The record contraction, which has the effect of reducing national teledensity from 67% at the end of March to 61% at the end of June 2020, is attributed to, among others, suppressed new demand because of COVID-19 lockdown measures.
Also believed to have caused the contraction in mobile subscriptions is the clean up by one of the leading mobile cellular companies, which rid the register of SMS-only receiving SIMs.
In addition, the closure of retail stores prevented onboarding of new customers to networks, while SIMs held by December  holiday-makers and travellers who usually leave the country in the first quarter were rendered inactive.
Besides, a 13% global reduction in shipments of smartphones was reported, and the resulting disruption in domestic supply chains couldn’t be overemphasised.
As for mobile internet subscriptions, while the numbers understandably failed to keep up with the outstanding first quarter (January-March 2020) performance, which saw more than 1 million internet subscribers added, there was a growth of less than 100,000 new connections.
“This remains noteworthy growth in light of the general contraction in mobile subscriptions and devices,” observed the report, which is based on licensees’ submissions.
The report also highlights the resilience of mobile financial services after 500,000 customers registered for mobile money services during the period under review.
At the end of June 2020, the number of registered mobile money accounts had grown to 25.9 million accounts, up from 25.5 million at the end of March 2020.
This growth translated into a quarter on quarter growth of 2% despite a drop in mobile subscriptions of 11% between March and June 2020.
The market performance report attributes this growth amid lockdown to the revision of mobile money transfer rate cards instituted by the leading mobile service providers.
In March, MTN Uganda and Airtel Uganda implemented a zero charge on person-to-person transactions on the same network.

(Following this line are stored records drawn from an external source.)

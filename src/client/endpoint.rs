//! # ClientEndpoint: the registration/session state machine.
//!
//! One mailbox-driven actor owns every mutable session field. Worker tasks
//! (registration attempts, the retry timer, forwarding calls) never touch
//! that state directly: they communicate by posting messages back into the
//! mailbox or through the two lock-free shared cells (`registered`,
//! `app_id`) that other threads may read without serialization.
//!
//! ## State machine
//! ```text
//! Init ──► Registering(n) ──► Registered ──► Dead
//!             │    ▲              │  ▲
//!             │    └── n+1 ◄──────┘  │ (MasterChanged)
//!             ▼                      ▼
//!            Dead (budget        Disconnected
//!             exhausted)
//! ```
//!
//! ## Round flow
//! Each round spawns one attempt task per candidate (all in parallel, no
//! queuing) plus one retry timer. Attempt failures are logged and swallowed;
//! a round only fails by exhaustion. The winning acknowledgment does not
//! cancel the siblings — the timer does, which leaves a narrow, accepted
//! window for a late second acknowledgment (never fatal).

use std::sync::atomic::{AtomicBool, Ordering};
use std::sync::{Arc, OnceLock};

use async_trait::async_trait;
use tokio::task::JoinSet;
use tokio::time;
use tokio_util::sync::CancellationToken;
use tracing::{debug, info, warn};

use crate::client::round::RegistrationRound;
use crate::config::ClientConfig;
use crate::error::RpcError;
use crate::listeners::{ListenerEvent, ListenerHub};
use crate::protocol::{ApplicationDescriptor, ClientMessage, MasterMessage};
use crate::rpc::{Address, Endpoint, EndpointRef, Reply, ResolveMaster};

/// The actor owning the session. Constructed by
/// [`AppClient`](crate::AppClient), registered under
/// [`CLIENT_ENDPOINT`](crate::CLIENT_ENDPOINT).
pub(crate) struct ClientEndpoint {
    descriptor: ApplicationDescriptor,
    config: ClientConfig,
    resolver: Arc<dyn ResolveMaster>,
    listeners: ListenerHub,

    // Shared cells readable from any thread.
    registered: Arc<AtomicBool>,
    app_id: Arc<OnceLock<String>>,

    // Actor-owned state, touched only by mailbox handlers.
    master: Option<EndpointRef<MasterMessage>>,
    disconnected: bool,
    dead: bool,
    round: Option<RegistrationRound>,
    forwards: JoinSet<()>,
}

This offer was later revised to a 50% discount on pre-COVID-19 rates.
Mobile money growth between April and June 2020 is also attributed to the increased e-commerce precipitated by limited mobility during COVID-19 lockdown.
There was also 7% growth for OTT subscriptions, which increased by 700,000 cellular users, up from 10.6 million users in March 2020. This refers to users who accessed OTT services (such as Facebook, WhatsApp, Twitter and Zoom) at least once in the month of June 2020.

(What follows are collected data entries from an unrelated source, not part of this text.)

//! # Message vocabulary exchanged with the cluster masters.
//!
//! Two directions, one enum each:
//! - [`MasterMessage`] — what the client sends to a coordinator;
//! - [`ClientMessage`] — what the client endpoint receives, from coordinators
//!   (registration acknowledgments, executor/worker events, failover
//!   notices) and from the local control plane (executor requests, stop, the
//!   internal retry-timer tick).
//!
//! Request/reply pairs carry a [`Reply`] resolver; everything else is
//! fire-and-forget. The vocabulary is semantic, not wire-exact: the transport
//! and serialization behind it are opaque.

use crate::rpc::{EndpointRef, Reply};

/// Well-known registration name of a master endpoint within its env.
pub const MASTER_ENDPOINT: &str = "master";

/// Well-known registration name of the client endpoint within its env.
pub const CLIENT_ENDPOINT: &str = "app-client";

/// What the driver tells the cluster about itself when registering.
#[derive(Clone, Debug)]
pub struct ApplicationDescriptor {
    /// Human-readable application name.
    pub name: String,
    /// Upper bound on total cores, `None` for unlimited.
    pub max_cores: Option<u32>,
    /// Memory per executor, in megabytes.
    pub memory_per_executor_mb: u32,
}

impl ApplicationDescriptor {
    /// Descriptor with unlimited cores and a 1 GiB executor footprint.
    pub fn new(name: impl Into<String>) -> Self {
        Self {
            name: name.into(),
            max_cores: None,
            memory_per_executor_mb: 1024,
        }
    }
}

/// Lifecycle state of one executor, as reported by the cluster.
#[derive(Clone, Copy, Debug, PartialEq, Eq)]
pub enum ExecutorState {
    Launching,
    Running,
    Killed,
    Failed,
    Lost,
    Exited,
}

impl ExecutorState {
    /// True for terminal states; a finished executor is reported to the
    /// listener as removed.
    pub fn is_finished(self) -> bool {
        !matches!(self, ExecutorState::Launching | ExecutorState::Running)
    }
}

/// Client → master messages.
#[derive(Debug)]
pub enum MasterMessage {
    /// Ask the master to accept this application; the master answers by
    /// sending [`ClientMessage::RegisteredApplication`] to `client`.
    RegisterApplication {
        /// The application being registered.
        descriptor: ApplicationDescriptor,
        /// Reply-to reference for the acknowledgment and later events.
        client: EndpointRef<ClientMessage>,
    },
    /// Resize the executor pool to a target total. Replies whether the
    /// request was acknowledged.
    RequestExecutors {
        /// Registered application id.
        app_id: String,
        /// Desired total executor count.
        total: u32,
        /// Resolved with the master's boolean answer.
        reply: Reply<bool>,
    },
    /// Terminate a named set of executors. Replies whether the request was
    /// acknowledged.
    KillExecutors {
        /// Registered application id.
        app_id: String,
        /// Executor ids to terminate.
        executor_ids: Vec<String>,
        /// Resolved with the master's boolean answer.
        reply: Reply<bool>,
    },
    /// Confirms that the client adopted a new master after failover.
    MasterChangeAcknowledged {
        /// Registered application id.
        app_id: String,
    },
    /// Best-effort goodbye sent on voluntary client stop.
    UnregisterApplication {
        /// Registered application id.
        app_id: String,
    },
}

/// Messages delivered to the client endpoint.
#[derive(Debug)]
pub enum ClientMessage {
    /// A master accepted the registration. First acknowledgment wins the
    /// session; a late one from another candidate is an accepted race, never
    /// fatal.
    RegisteredApplication {
        /// Cluster-assigned application id.
        app_id: String,
        /// The accepting master.
        master: EndpointRef<MasterMessage>,
    },
    /// The master removed the application. Terminal.
    ApplicationRemoved {
        /// Human-readable reason.
        reason: String,
    },
    /// An executor was allocated for this application.
    ExecutorAdded {
        /// Executor id, unique within the application.
        id: u32,
        /// Worker hosting the executor.
        worker_id: String,
        /// Host and port of the worker.
        host_port: String,
        /// Cores granted.
        cores: u32,
        /// Memory granted, in megabytes.
        memory_mb: u32,
    },
    /// An executor changed state; terminal states surface to the listener as
    /// removals.
    ExecutorUpdated {
        /// Executor id, unique within the application.
        id: u32,
        /// New state.
        state: ExecutorState,
        /// Optional diagnostic message.
        message: Option<String>,
        /// Process exit status, when known.
        exit_status: Option<i32>,
        /// True if the executor vanished because its worker was lost.
        worker_lost: bool,
    },
    /// A worker disappeared from the cluster.
    WorkerRemoved {
        /// Worker id.
        worker_id: String,
        /// Worker host.
        host: String,
        /// Human-readable reason.
        message: String,
    },
    /// A standby master took over; the client must adopt it and acknowledge.
    MasterChanged {
        /// The new active master.
        master: EndpointRef<MasterMessage>,
        /// The new master's web UI, informational.
        web_ui_url: String,
    },
    /// Local control plane: resize the executor pool via the active master.
    RequestExecutors {
        /// Desired total executor count.
        total: u32,
        /// Resolved with the downstream answer, or `false` when no master is
        /// active.
        reply: Reply<bool>,
    },
    /// Local control plane: kill the named executors via the active master.
    KillExecutors {
        /// Executor ids to terminate.
        executor_ids: Vec<String>,
        /// Resolved with the downstream answer, or `false` when no master is
        /// active.
        reply: Reply<bool>,
    },
    /// Local control plane: stop the client endpoint. Client-initiated only.
    Stop {
        /// Acknowledged with `true` once teardown is underway.
        reply: Reply<bool>,
    },
    /// Internal retry-timer tick for the given round; stale rounds are
    /// ignored.
    RegistrationTimeout {
        /// Round the firing timer belonged to.
        round: u32,
    },
}

#[cfg(test)]
mod tests {
    use super::*;

    #[test]
    fn test_finished_states() {
        assert!(!ExecutorState::Launching.is_finished());
        assert!(!ExecutorState::Running.is_finished());
        for state in [
            ExecutorState::Killed,
            ExecutorState::Failed,
            ExecutorState::Lost,
            ExecutorState::Exited,
        ] {
            assert!(state.is_finished(), "{state:?} should be terminal");
        }
    }
}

On the other hand, postal and courier services were among the worst-hit sectors as mail, and parcel volumes dropped both domestically and internationally, the report states. The industry also registered slower delivery and higher delivery expenses.
“In Uganda, international mail and parcels reported the highest drops in volume in the month of April, and mail volumes as a whole contracted by 57% between 1Q20 (January – March) and 2Q20 (April – June),” says the report.
“The market averaged 56,895 mail volumes processed per month during the quarter, compared with 133,289 in 1Q20.”
On the bright side, however, the sector witnessed a surge in business-to-consumer transactions as e-commerce flourished amid lockdown. Express Mail Services (EMS) and door-to-door parcel delivery witnessed higher demand in May and June.
As for pay-TV, total active subscribers dropped from 1.58 million in the previous quarter to 1.56 million in the quarter under review, representing a market contraction of 2%.
This was most likely a result of the suspension of sports activities due to COVID-19 restrictions.